If it were last year, I’d be in Florida by now, soaking in the sunshine, my toes buried in sugar-white sand as the sea spray and humidity flatten and frizz my hair and Cate tells me some salacious story about her dating life.
I’ve always lived for my time with her. Winters in upstate New York are cloudy and bleak. Winters with Cate are carefree, hilarious, and Technicolor. Her home is right on the water, and nothing compares to waking up to the sound of the Atlantic crashing on the shore or the caws of seagulls as they hover over the coastline.
For years, I’d hinted to Brant about wanting to live somewhere warm and green and lush, but he wouldn’t have it. He said, “Until we’re white-haired and retired, we have no business subjecting ourselves to a Floridian lifestyle. We’ll get fat and lazy and spoiled by the sunshine.” Plus, he likes being close to New York, saying he can be on a plane in a matter of hours and fly anywhere in the world at a moment’s notice should he be needed.
So I settled for winters with Cate.
Artists are strange, fickle souls. His creativity exhausts him some moments; other times it lights a fire so bright inside of him, I can almost see the flares in his eyes. He comes alive then, all of him, all at once. It’s beautiful and contagious and part of the reason I fell in love with him in the first place.
But lately, he’s been feeling stifled and blocked—or so he says. He’s been doubting himself and pressuring himself, feeling like an unworthy impostor one minute and a washed-up has-been the next—Bellhaus Museum exhibit or not.

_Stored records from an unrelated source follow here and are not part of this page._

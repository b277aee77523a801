//! Integration tests for analysis outcome construction.

use sign_lens_core::{AnalysisOutcome, FailureKind};

#[test]
fn analysis_outcome_tests_http_failure_carries_status_and_body() {
    let outcome = AnalysisOutcome::backend_http(500, "internal error");
    let failure = outcome.failure().expect("outcome should be a failure");

    assert_eq!(failure.kind, FailureKind::BackendHttp);
    assert!(failure.message.contains("500"));
    assert!(failure.message.contains("internal error"));
    assert_eq!(failure.alert_title(), "Error");
}

#[test]
fn analysis_outcome_tests_application_error_keeps_backend_text() {
    let outcome = AnalysisOutcome::backend_application("no sign detected");
    let failure = outcome.failure().expect("outcome should be a failure");

    assert_eq!(failure.message, "no sign detected");
    assert_eq!(failure.alert_title(), "Backend Error");
}

#[test]
fn analysis_outcome_tests_only_pending_is_unsettled() {
    assert!(!AnalysisOutcome::Pending.is_settled());
    assert!(AnalysisOutcome::Success("Stop sign".to_string()).is_settled());
    assert!(AnalysisOutcome::transport("connection refused").is_settled());
    assert_eq!(
        AnalysisOutcome::Success("Stop sign".to_string()).description(),
        Some("Stop sign")
    );
}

My husband takes my hands in his. “You sure you’ll be okay here?”
“I offered to join you.”
We already had this conversation, after I told him I was staying in New York for the winter. I offered to accompany him on this trip, intentionally waiting until his connecting flight from Dallas to the Mariscal Sucre International Airport was full.
I agreed with him that it didn’t make sense for me to join him on this trip, but what I didn’t agree with was the relief in his eyes when he realized we were on the same page.